The music embraced voices and chants. The circle was both widening and closing in, with the music echoing cerebrally and in every heartbeat. Pick almost any chart over thirty years, but to keep it simple, listen to “Mr. Smoothie” from 1986’s Breakthrough (Blue Note) and then to “Listen to the People” on Kele Mou Bana or “Ode to Life” on the eponymous album. The former all sounded bright and carefree, but on the latter there was something urgent and nourishing. Perhaps it was a sense of mortality and how could you blame Pullen? By November, 1992 George Adams was dead too. And it was not long before Pullen too would be diagnosed with the cancer that ultimately took his rich life away as well. He was always deep and it was reflected in his music. But he rarely talked about what he believed in. One instance was when New Beginnings was released. “Warriors we must be in the continuing fight against the insanity of hatred, racism, homophobia, the madness that is destroying our planet and all the ills that keep our society divided. Unless seeds of peace and love are planted, changes made, a new consciousness embraced, all that can be reaped is whirlwind.
“Silence about issues surely equals death. (Echoed in “Silence=Death”) The ‘powers that be’ are at war with nature, the ozone layer, the air we breathe, the water we drink, the trees, the grass and all the things that make life and this planet beautiful.

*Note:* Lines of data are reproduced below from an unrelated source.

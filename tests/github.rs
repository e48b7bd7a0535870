// SPDX-License-Identifier: GPL-3.0-only
// Copyright (C) 2025 Brian Hetro <whee@smaertness.net>

//! Tests for the GraphQL client against a local mock server.

use httpmock::prelude::*;
use issue2md::config::Config;
use issue2md::github::{Client, FetchError, MAX_ERROR_BODY_CHARS};
use issue2md::model::{ReactionCounts, Status};
use issue2md::resolver;
use serde_json::json;

fn client_for(server: &MockServer, token: Option<&str>) -> Client {
    let config = Config {
        token: token.map(str::to_owned),
        graphql_url: server.url("/graphql"),
    };
    Client::new(&config).unwrap()
}

#[test]
fn fetches_issue_with_token() {
    let server = MockServer::start();
    let mock = server.mock(|when, then| {
        when.method(POST)
            .path("/graphql")
            .header("authorization", "Bearer ghp_test")
            .body_includes("issue(number: $number)")
            .json_body_includes(
                r#"{"variables": {"owner": "octocat", "name": "Hello-World", "number": 123, "reactions": false}}"#,
            );
        then.status(200).json_body(json!({
            "data": {"repository": {"issue": {
                "title": "Test Issue",
                "body": "Issue body",
                "url": "https://github.com/octocat/Hello-World/issues/123",
                "createdAt": "2024-01-01T12:00:00Z",
                "closed": false,
                "author": {"login": "octocat", "url": "https://github.com/octocat"},
                "comments": {"nodes": [
                    {"body": "First", "createdAt": "2024-01-02T10:00:00Z",
                     "author": {"login": "user1", "url": "https://github.com/user1"}}
                ]}
            }}}
        }));
    });

    let target = resolver::resolve("https://github.com/octocat/Hello-World/issues/123").unwrap();
    let thread = client_for(&server, Some("ghp_test"))
        .fetch(&target, false)
        .unwrap();

    mock.assert();
    assert_eq!(thread.title, "Test Issue");
    assert_eq!(thread.status, Status::Open);
    assert_eq!(thread.comments.len(), 1);
    assert!(thread.reactions.is_none());
}

#[test]
fn fetches_pull_request_reactions() {
    let server = MockServer::start();
    let mock = server.mock(|when, then| {
        when.method(POST)
            .path("/graphql")
            .body_includes("pullRequest(number: $number)")
            .json_body_includes(
                r#"{"variables": {"owner": "o", "name": "r", "number": 9, "reactions": true}}"#,
            );
        then.status(200).json_body(json!({
            "data": {"repository": {"pullRequest": {
                "title": "Fix",
                "body": "",
                "url": "https://github.com/o/r/pull/9",
                "createdAt": "2024-01-01T12:00:00Z",
                "state": "CLOSED",
                "merged": true,
                "author": {"login": "a", "url": "https://github.com/a"},
                "reactionGroups": [
                    {"content": "ROCKET", "reactors": {"totalCount": 4}}
                ],
                "comments": {"nodes": []}
            }}}
        }));
    });

    let target = resolver::resolve("https://github.com/o/r/pull/9").unwrap();
    let thread = client_for(&server, None).fetch(&target, true).unwrap();

    mock.assert();
    assert_eq!(thread.status, Status::Merged);
    assert_eq!(
        thread.reactions,
        Some(ReactionCounts {
            rocket: 4,
            ..Default::default()
        })
    );
}

#[test]
fn reports_not_found() {
    let server = MockServer::start();
    server.mock(|when, then| {
        when.method(POST).path("/graphql");
        then.status(200).json_body(json!({
            "data": {"repository": {"discussion": null}},
            "errors": [{"type": "NOT_FOUND", "message": "Could not resolve to a Discussion."}]
        }));
    });

    let target = resolver::resolve("https://github.com/o/r/discussions/404").unwrap();
    let err = client_for(&server, None).fetch(&target, false).unwrap_err();

    assert!(matches!(err, FetchError::NotFound { number: 404, .. }));
    assert_eq!(err.to_string(), "resource not found: o/r/discussions/404");
}

#[test]
fn reports_http_status() {
    let server = MockServer::start();
    server.mock(|when, then| {
        when.method(POST).path("/graphql");
        then.status(401)
            .body("{\"message\": \"Bad credentials\"}\n");
    });

    let target = resolver::resolve("https://github.com/o/r/issues/1").unwrap();
    let err = client_for(&server, Some("bad")).fetch(&target, false).unwrap_err();

    match err {
        FetchError::HttpStatus { status, body, .. } => {
            assert_eq!(status, 401);
            assert_eq!(body, "{\"message\": \"Bad credentials\"}");
        }
        other => panic!("Expected HttpStatus, got {other:?}"),
    }
}

#[test]
fn truncates_long_error_pages() {
    let page = format!("<html><body>{}</body></html>", "Bad gateway. ".repeat(200));
    let server = MockServer::start();
    server.mock(|when, then| {
        when.method(POST).path("/graphql");
        then.status(502).body(&page);
    });

    let target = resolver::resolve("https://github.com/o/r/issues/1").unwrap();
    let err = client_for(&server, None).fetch(&target, false).unwrap_err();

    match &err {
        FetchError::HttpStatus { status, body, .. } => {
            assert_eq!(*status, 502);
            assert_eq!(body.chars().count(), MAX_ERROR_BODY_CHARS + 1);
            assert!(body.starts_with("<html><body>Bad gateway."));
            assert!(body.ends_with('…'));
        }
        other => panic!("Expected HttpStatus, got {other:?}"),
    }
    assert!(err.to_string().len() < page.len());
}

#[test]
fn reports_malformed_body_as_transport_error() {
    let server = MockServer::start();
    server.mock(|when, then| {
        when.method(POST).path("/graphql");
        then.status(200).body("not json");
    });

    let target = resolver::resolve("https://github.com/o/r/issues/1").unwrap();
    let err = client_for(&server, None).fetch(&target, false).unwrap_err();

    assert!(matches!(err, FetchError::Transport { .. }));
    assert!(err.to_string().starts_with("request for o/r/issues/1 failed"));
}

“Once upon a time this was not so. It does not have to be so today. We can begin anew and rededicate ourselves to peace and love and harmony.”¹⁰…
That was in 1988. Now, at the time of presenting Ode to Life in 1993, the urgency was a becoming a benediction. Mingus… Dannie… George and now me, Don… Oh, Mama… The final score took shape towards some kind of finality as well, then. Pullen’s magnum opus, “Meditations on Integration…”— his “Ninth Symphony,” with its own “Ode to Joy…”—became Sacred Common Ground (Blue Note, 1995), a collaboration between the pianist and his African-Brasilian Connection, with Joseph Bowie and the Native American Chief Cliff Singers—a group of Kootenai drummer/singers from Elmo, Montana. It was bound for glory. It sang of an uncomfortable truth that Pullen had always sung through his music, then written for a record in 1988 which had now become the underlying score of his final masterpiece.
How he must have missed Adams and Richmond and Mingus and those that went before him. How he worked night and day to finish his perfect score before he was robbed of his life can only be imagined with a chill. What it must have taken to get out of bed at times to go into the studio and record. “You know,” He told Michael Cuscuna, “we throw around a lot of words like courage. You haven’t seen courage until you’ve sat in a waiting room for four, five and six year-olds who are literally dying of cancer. You can’t imagine their strength and spirit.”¹¹
And suddenly it all begins to make sense… Love of the planet into which he and we are born… the one we do not own, but take care of for our children and our children’s children’s children… The one we are destroying, the one the indigenous peoples knew long ago how to care for… but whom we destroyed with our hate. This was the poignant significance of the masterpiece, Sacred Common Ground. It digs deepest into the heart of Pullen’s very being. Inward looking and at its very depth spontaneous improvisations clash and swirl around, energized by unbridled creativity—a daunting task, considering his physical state. Yet it all comes together in a score that features vintage Pullen pianism melded with vocalastics of an almost otherworldly nature. And, for the first time in centuries, a musician was able to bring the ancient wisdom of Native America into the realm of Afro-American blues and jazz, in a score that is old, yet new and, like its composer, of the past…in the present…and in the future.